"Mon fils se bat pour sa vie", a déclaré, émue, Julia Jackson, mère de la victime, lors d'une conférence de presse à Kenosha, dans l'Etat du Wisconsin.
"Si Jacob savait ce qu'il se passait, la violence et la destruction, il serait très mécontent (...) Nous avons besoin de guérir", a-t-elle ajouté alors que son fils était à nouveau au bloc opératoire.
Comme pour George Floyd, un quadragénaire noir mort asphyxié sous le genou d'un policier blanc il y a trois mois, la tentative d'interpellation de Jacob Blake a été filmée par un témoin dimanche.
Les images montrent le jeune Afro-américain suivi par deux policiers ayant dégainé leurs armes alors qu'il contourne une voiture.
Un agent attrape son débardeur blanc au moment où il ouvre la portière et tente de s'installer sur le siège conducteur.
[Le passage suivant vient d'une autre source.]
use std::{collections::BTreeMap, sync::Arc};

use axum::{
    extract::{Path, State},
    http::StatusCode,
    routing::get,
    Json, Router,
};
use serde::{Deserialize, Serialize};
use tokio::{net::TcpListener, sync::RwLock};
use tracing::debug;

#[derive(Clone, Debug, PartialEq, Eq, Serialize, Deserialize)]
pub struct Item {
    pub id: i64,
    pub name: String,
    pub description: String,
}

#[derive(Deserialize)]
pub struct CreateItem {
    pub name: String,
    #[serde(default)]
    pub description: String,
}

#[derive(Deserialize)]
pub struct ReplaceItem {
    #[serde(default)]
    pub id: i64,
    pub name: String,
    #[serde(default)]
    pub description: String,
}

/// In-memory item table. Ids start at 1 and are never reused.
#[derive(Debug, Default)]
pub struct Store {
    last_id: i64,
    items: BTreeMap<i64, Item>,
}

pub type Db = Arc<RwLock<Store>>;

pub fn app() -> Router {
    let db: Db = Arc::default();
    Router::new()
        .route("/api/items", get(list_items).post(create_item))
        .route(
            "/api/items/{id}",
            get(get_item).put(replace_item).delete(delete_item),
        )
        .with_state(db)
}

pub async fn run(listener: TcpListener) -> Result<(), std::io::Error> {
    axum::serve(listener, app()).await
}

async fn list_items(State(db): State<Db>) -> Json<Vec<Item>> {
    let store = db.read().await;
    Json(store.items.values().cloned().collect())
}

async fn create_item(
    State(db): State<Db>,
    Json(input): Json<CreateItem>,
) -> (StatusCode, Json<Item>) {
    let mut store = db.write().await;
    store.last_id += 1;
    let item = Item {
        id: store.last_id,
        name: input.name,
        description: input.description,
    };
    store.items.insert(item.id, item.clone());
    debug!(id = item.id, "created item");
    (StatusCode::CREATED, Json(item))
}

async fn get_item(State(db): State<Db>, Path(id): Path<i64>) -> Result<Json<Item>, StatusCode> {
    let store = db.read().await;
    store.items.get(&id).cloned().map(Json).ok_or(StatusCode::NOT_FOUND)
}

/// Full replacement. A body id of 0 means "same as the path"; any other
/// mismatch is rejected.
async fn replace_item(
    State(db): State<Db>,
    Path(id): Path<i64>,
    Json(input): Json<ReplaceItem>,
) -> StatusCode {
    if input.id != 0 && input.id != id {
        return StatusCode::BAD_REQUEST;
    }
    let mut store = db.write().await;
    match store.items.get_mut(&id) {
        Some(item) => {
            item.name = input.name;
            item.description = input.description;
            debug!(id, "replaced item");
            StatusCode::NO_CONTENT
        }
        None => StatusCode::NOT_FOUND,
    }
}

async fn delete_item(State(db): State<Db>, Path(id): Path<i64>) -> StatusCode {
    let mut store = db.write().await;
    match store.items.remove(&id) {
        Some(_) => StatusCode::NO_CONTENT,
        None => StatusCode::NOT_FOUND,
    }
}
Le policier fait alors feu -l'enregistrement laisse entendre sept tirs-, atteignant ce père de famille de plusieurs balles dans le dos.
"Le diagnostic médical pour le moment est qu'il est paralysé", a affirmé l'avocat de la famille de Jacob Blake, Ben Crump.
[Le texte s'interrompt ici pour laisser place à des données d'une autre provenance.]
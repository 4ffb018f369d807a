//! Client core for the item REST API.
//!
//! # Overview
//! `ItemClient` builds `HttpRequest` values and parses `HttpResponse` values
//! without touching the network (host-does-IO pattern). `ItemPresenter`
//! layers the form's behaviour on top: it executes requests through a
//! `Transport`, pushes formatted entries into an `ItemView`, and refreshes the
//! whole list after every successful mutation.
//!
//! # Design
//! - `ItemClient` is stateless; it holds only `base_url`.
//! - Each CRUD operation is split into `build_*` and `parse_*`, so the I/O
//!   boundary is explicit and the FFI crate can expose it 1:1.
//! - Rendering and HTTP execution are traits (`ItemView`, `Transport`) owned
//!   by the hosting shell.
//! - DTOs are defined independently from the mock-server crate; integration
//!   tests catch schema drift.

pub mod client;
pub mod error;
pub mod form;
pub mod http;
pub mod presenter;
pub mod types;
pub mod view;

pub use client::{format_entry, ItemClient, DEFAULT_BASE_URL};
pub use error::{ActionError, ApiError, FormError, ListFailure};
pub use form::ItemForm;
pub use http::{HttpMethod, HttpRequest, HttpResponse, Transport};
pub use presenter::ItemPresenter;
pub use types::{Item, NewItem};
pub use view::{ItemView, Notice};
//! kraken - an on-demand static-file HTTP serving fabric
//!
//! This library provides a fabric of HTTP servers created at runtime:
//! - Spawns HTTP listeners on chosen or ephemeral ports through a server pool
//! - Maps URL path prefixes to local directories via per-server mount tables
//! - Dispatches requests to pluggable file-server backends by longest prefix
//! - Exposes the whole fabric over a RESTful admin API under `/api`
//! - Streams lifecycle and per-request events to filtered websocket sinks
//!
//! The `krakend` binary runs the fabric; `krakenctl` drives it from the
//! command line.

pub mod admin;
pub mod beachplug;
pub mod client;
pub mod config;
pub mod error;
pub mod events;
pub mod fileserver;
pub mod listener;
pub mod mount;
pub mod server;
Il a subi de "graves dommages corporels, dont une section de la moelle épinière", ses reins et son foie ont été endommagés et ses blessures ont nécessité "l'ablation d'une partie de l'intestin", a précisé l'avocat Patrick Salvi, lui aussi sur le dossier.
La famille de Jacob Blake va porter plainte au civil, a-t-il annoncé.
Les avocats ont par ailleurs annoncé qu'ils se rendraient à Washington vendredi pour rejoindre une vaste marche contre les violences policières organisée le jour de l'anniversaire du célèbre discours de Martin Luther King "I have a dream" (J'ai un rêve).
Minneapolis, New York, Los Angeles ou Portland: plusieurs villes américaines sont devenues depuis dimanche le théâtre de rassemblements parfois violents, des milliers de personnes exigeant que justice soit faite pour Jacob Blake.
A Kenosha, ville de 170.000 habitants située au bord du lac Michigan, entre Milwaukee et Chicago, des échauffourées ont éclaté dans la nuit de lundi à mardi entre manifestants et forces de l'ordre après l'entrée en vigueur d'un couvre-feu.
Des grilles en fer ont été installées mardi à proximité d'un tribunal, où des voitures et un immeuble avaient été incendiés la veille.
Des habitants de la ville sont venus armés, au milieu de plusieurs centaines de manifestants, pacifiques en début de soirée, afin d'empêcher de nouvelles dégradations.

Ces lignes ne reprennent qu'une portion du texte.